The general expression of the Taylor expansion for functions with two variables is
f(x,h)=sum_(n=0)^oo(1/(n!) sum_(k=0)^n((n),(k))((partial^nf)/(partialx^(n-k)partialh^k))_({x_0,h_0})(x-x_0)^(n-k)(h-h_0)^k)
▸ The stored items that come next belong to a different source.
#[cfg(test)]
mod tests {
    use super::*;
    use crate::capture::{FacingMode, FrameFormat, PermissionProbe, RetryPolicy};
    use crate::ocr::{OcrError, Recognition, RecognizedField};
    use crate::storage::RecordPatch;
    use async_trait::async_trait;
    use chrono::{NaiveDate, Utc};
    use std::sync::atomic::{AtomicU32, Ordering};
    use std::sync::Arc;
    use std::time::Duration;

    struct StubCamera {
        fail_with: Option<fn() -> CameraError>,
    }

    #[async_trait]
    impl CameraSource for StubCamera {
        async fn probe_permission(&self) -> PermissionProbe {
            PermissionProbe::Granted
        }
        async fn acquire(&mut self, _facing: FacingMode) -> Result<(), CameraError> {
            match self.fail_with {
                Some(make) => Err(make()),
                None => Ok(()),
            }
        }
        async fn capture_frame(&mut self) -> Result<CapturedFrame, CameraError> {
            Ok(CapturedFrame::new(
                "ZW52ZWxvcGU=".to_string(),
                FrameFormat::Jpg,
                1280,
                720,
            ))
        }
        async fn release(&mut self) {}
    }

    fn working_camera() -> CameraManager<StubCamera> {
        CameraManager::new(StubCamera { fail_with: None }, FacingMode::Environment)
    }

    fn busy_camera() -> CameraManager<StubCamera> {
        CameraManager::new(
            StubCamera {
                fail_with: Some(|| CameraError::Busy),
            },
            FacingMode::Environment,
        )
        .with_retry_policy(RetryPolicy {
            max_attempts: 3,
            base_delay: Duration::from_millis(1),
        })
    }

    struct StubRecognizer {
        texts: Vec<&'static str>,
        fail_times: AtomicU32,
        error: fn() -> OcrError,
        calls: AtomicU32,
    }

    impl StubRecognizer {
        fn ok(texts: Vec<&'static str>) -> Self {
            Self {
                texts,
                fail_times: AtomicU32::new(0),
                error: || OcrError::Malformed("unused".into()),
                calls: AtomicU32::new(0),
            }
        }

        fn failing(times: u32, error: fn() -> OcrError) -> Self {
            Self {
                texts: vec!["김철수", "5만원"],
                fail_times: AtomicU32::new(times),
                error,
                calls: AtomicU32::new(0),
            }
        }
    }

    #[async_trait]
    impl Recognizer for StubRecognizer {
        async fn recognize(&self, _frame: &CapturedFrame) -> Result<Recognition, OcrError> {
            self.calls.fetch_add(1, Ordering::SeqCst);
            let remaining = self.fail_times.load(Ordering::SeqCst);
            if remaining > 0 {
                self.fail_times.store(remaining - 1, Ordering::SeqCst);
                return Err((self.error)());
            }
            Ok(Recognition::from_fields(
                self.texts
                    .iter()
                    .map(|t| RecognizedField {
                        text: t.to_string(),
                        confidence: 0.9,
                        bounding_box: None,
                    })
                    .collect(),
            ))
        }
    }

    struct MemoryStore {
        fail: bool,
        added: parking_lot::Mutex<Vec<NewRecord>>,
    }

    impl MemoryStore {
        fn new() -> Self {
            Self {
                fail: false,
                added: parking_lot::Mutex::new(vec![]),
            }
        }

        fn failing() -> Self {
            Self {
                fail: true,
                added: parking_lot::Mutex::new(vec![]),
            }
        }
    }

    #[async_trait]
    impl RecordStore for MemoryStore {
        async fn add_record(&self, record: NewRecord) -> Result<ContributionRecord, StoreError> {
            if self.fail {
                return Err(StoreError::Service {
                    status: 503,
                    body: "unavailable".to_string(),
                });
            }
            let saved = ContributionRecord {
                id: "r1".to_string(),
                name: record.name.clone(),
                amount: record.amount,
                memo: record.memo.clone(),
                date: record.date,
                created_at: Utc::now(),
                updated_at: Utc::now(),
                image_data: record.image_data.clone(),
            };
            self.added.lock().push(record);
            Ok(saved)
        }
        async fn update_record(
            &self,
            _: &str,
            _: RecordPatch,
        ) -> Result<ContributionRecord, StoreError> {
            unimplemented!()
        }
        async fn delete_record(&self, _: &str) -> Result<(), StoreError> {
            Ok(())
        }
        async fn fetch_records(&self) -> Result<Vec<ContributionRecord>, StoreError> {
            Ok(vec![])
        }
        async fn search_records(&self, _: &str) -> Result<Vec<ContributionRecord>, StoreError> {
            Ok(vec![])
        }
        async fn fetch_records_by_date_range(
            &self,
            _: NaiveDate,
            _: NaiveDate,
        ) -> Result<Vec<ContributionRecord>, StoreError> {
            Ok(vec![])
        }
    }

    fn march(day: u32) -> NaiveDate {
        NaiveDate::from_ymd_opt(2026, 3, day).unwrap()
    }

    #[tokio::test]
    async fn test_happy_path() {
        let mut session = CaptureSession::new();
        let mut camera = working_camera();
        let recognizer = StubRecognizer::ok(vec!["축 결혼", "김철수", "50,000원"]);
        let store = MemoryStore::new();

        assert_eq!(session.state(), SessionState::Camera);
        session.capture(&mut camera).await.unwrap();
        assert_eq!(session.state(), SessionState::Processing);

        let draft = session.recognize(&recognizer).await.unwrap();
        assert_eq!(draft.name, "김철수");
        assert_eq!(draft.amount, 50_000);
        assert_eq!(session.state(), SessionState::Editing);

        session.draft_mut().unwrap().date = Some(march(14));
        let saved = session.submit(&store).await.unwrap();
        assert_eq!(saved.name, "김철수");
        assert_eq!(session.state(), SessionState::Saved);

        session.start_new().unwrap();
        assert_eq!(session.state(), SessionState::Camera);
    }

    #[tokio::test]
    async fn test_partial_extraction_still_opens_editor() {
        let mut session = CaptureSession::new();
        let mut camera = working_camera();
        // Nothing recognizable on the envelope
        let recognizer = StubRecognizer::ok(vec!["??", "##"]);

        session.capture(&mut camera).await.unwrap();
        let draft = session.recognize(&recognizer).await.unwrap();

        assert!(draft.name.is_empty());
        assert_eq!(draft.amount, 0);
        assert_eq!(session.state(), SessionState::Editing);
    }

    #[tokio::test]
    async fn test_transient_recognition_failure_retried_once() {
        let mut session = CaptureSession::new();
        let mut camera = working_camera();
        let recognizer = StubRecognizer::failing(1, || OcrError::Service {
            status: 503,
            body: String::new(),
        });

        session.capture(&mut camera).await.unwrap();
        session.recognize(&recognizer).await.unwrap();

        assert_eq!(session.state(), SessionState::Editing);
        assert_eq!(recognizer.calls.load(Ordering::SeqCst), 2);
    }

    #[tokio::test]
    async fn test_second_failure_lands_in_error() {
        let mut session = CaptureSession::new();
        let mut camera = working_camera();
        let recognizer = StubRecognizer::failing(2, || OcrError::Service {
            status: 503,
            body: String::new(),
        });

        session.capture(&mut camera).await.unwrap();
        let err = session.recognize(&recognizer).await.unwrap_err();
        assert!(matches!(err, SessionError::Recognition(_)));
        assert_eq!(session.state(), SessionState::Error);
        // One automatic retry, never more
        assert_eq!(recognizer.calls.load(Ordering::SeqCst), 2);

        session.retake().unwrap();
        assert_eq!(session.state(), SessionState::Camera);
    }

    #[tokio::test]
    async fn test_non_transient_failure_not_retried() {
        let mut session = CaptureSession::new();
        let mut camera = working_camera();
        let recognizer = StubRecognizer::failing(1, || OcrError::Rejected("bad image".into()));

        session.capture(&mut camera).await.unwrap();
        session.recognize(&recognizer).await.unwrap_err();

        assert_eq!(session.state(), SessionState::Error);
        assert_eq!(recognizer.calls.load(Ordering::SeqCst), 1);
    }

    #[tokio::test]
    async fn test_camera_failure_fails_closed() {
        let mut session = CaptureSession::new();
        let mut camera = busy_camera();

        let err = session.capture(&mut camera).await.unwrap_err();
        assert!(matches!(err, SessionError::Camera(CameraError::Busy)));
        assert_eq!(session.state(), SessionState::Error);
        assert_eq!(
            session.last_error(),
            Some("카메라에 접근할 수 없습니다. 다른 앱에서 사용 중일 수 있습니다.")
        );
    }

    #[tokio::test]
    async fn test_validation_failure_keeps_editing() {
        let mut session = CaptureSession::new();
        let mut camera = working_camera();
        let recognizer = StubRecognizer::ok(vec!["김철수"]);
        let store = MemoryStore::new();

        session.capture(&mut camera).await.unwrap();
        session.recognize(&recognizer).await.unwrap();
        session.draft_mut().unwrap().date = Some(march(14));
        // No amount was recognized and the user did not fill one in
        let err = session.submit(&store).await.unwrap_err();

        assert!(matches!(
            err,
            SessionError::Invalid(ValidationError::NonPositiveAmount)
        ));
        assert_eq!(session.state(), SessionState::Editing);
        assert!(store.added.lock().is_empty());
    }

    #[tokio::test]
    async fn test_missing_date_rejected() {
        let mut session = CaptureSession::new();
        let mut camera = working_camera();
        let recognizer = StubRecognizer::ok(vec!["김철수", "5만원"]);
        let store = MemoryStore::new();

        session.capture(&mut camera).await.unwrap();
        session.recognize(&recognizer).await.unwrap();
        let err = session.submit(&store).await.unwrap_err();

        assert!(matches!(
            err,
            SessionError::Invalid(ValidationError::MissingDate)
        ));
        assert_eq!(session.state(), SessionState::Editing);
    }

    #[tokio::test]
    async fn test_store_failure_keeps_editing() {
        let mut session = CaptureSession::new();
        let mut camera = working_camera();
        let recognizer = StubRecognizer::ok(vec!["김철수", "5만원"]);
        let store = MemoryStore::failing();

        session.capture(&mut camera).await.unwrap();
        session.recognize(&recognizer).await.unwrap();
        session.draft_mut().unwrap().date = Some(march(14));
        let err = session.submit(&store).await.unwrap_err();

        assert!(matches!(err, SessionError::Store(_)));
        // Retry-capable: the draft is still open
        assert_eq!(session.state(), SessionState::Editing);
        assert!(session.draft().is_some());
    }

    #[tokio::test]
    async fn test_cancel_discards_frame_and_draft() {
        let mut session = CaptureSession::new();
        let mut camera = working_camera();
        let recognizer = StubRecognizer::ok(vec!["김철수", "5만원"]);

        session.capture(&mut camera).await.unwrap();
        session.recognize(&recognizer).await.unwrap();
        session.cancel().unwrap();

        assert_eq!(session.state(), SessionState::Camera);
        assert!(session.draft().is_none());
        assert!(session.extracted().is_none());
    }

    #[tokio::test]
    async fn test_wrong_state_transitions_rejected() {
        let mut session = CaptureSession::new();
        let store = MemoryStore::new();

        let err = session.submit(&store).await.unwrap_err();
        assert!(matches!(err, SessionError::WrongState { .. }));
        assert!(session.cancel().is_err());
        assert!(session.start_new().is_err());
        assert!(session.retake().is_err());
        assert_eq!(session.state(), SessionState::Camera);
    }

    #[tokio::test]
    async fn test_session_restartable_after_save() {
        let mut session = CaptureSession::new();
        let mut camera = working_camera();
        let recognizer = StubRecognizer::ok(vec!["김철수", "5만원"]);
        let store = MemoryStore::new();

        for day in 1..=3 {
            session.capture(&mut camera).await.unwrap();
            session.recognize(&recognizer).await.unwrap();
            session.draft_mut().unwrap().date = Some(march(day));
            session.submit(&store).await.unwrap();
            session.start_new().unwrap();
        }

        assert_eq!(store.added.lock().len(), 3);
        assert_eq!(session.state(), SessionState::Camera);
    }
}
In this case, considering x_0=0,h_0=0
((partial^nf)/(partialx^(n-k)partialh^k))_(x=0,h=0) = cos((n+k)pi/2)
so
cos(x+h) = sum_(n=0)^oo(1/(n!) sum_(k=0)^n((n),(k))cos((n+k)pi/2)x^(n-k)h^k)
but
cos((n+k)pi/2) = i^(n+k)((1+(-1)^(n+k))/2) and
((n),(k)) = (n!)/((n-k)!k!)
so
cos(x+h) = sum_(n=0)^oosum_(k=0)^n ( i^(n+k)((1+(-1)^(n+k))/2))/((n-k)!k!)x^(n-k)h^k
with i = sqrt(-1)
Another way to do that is knowing that from
cosx = sum_(k=0)^oo (-1)^k(x^(2k))/(2k!) follows
cos(x+h) = sum_(k=0)^oo(-1)^k((x+h)^(2k))/(2k!) but here the variables x+h appear added.
Multivariate series handling is very cumbersome because the required notation effort needed.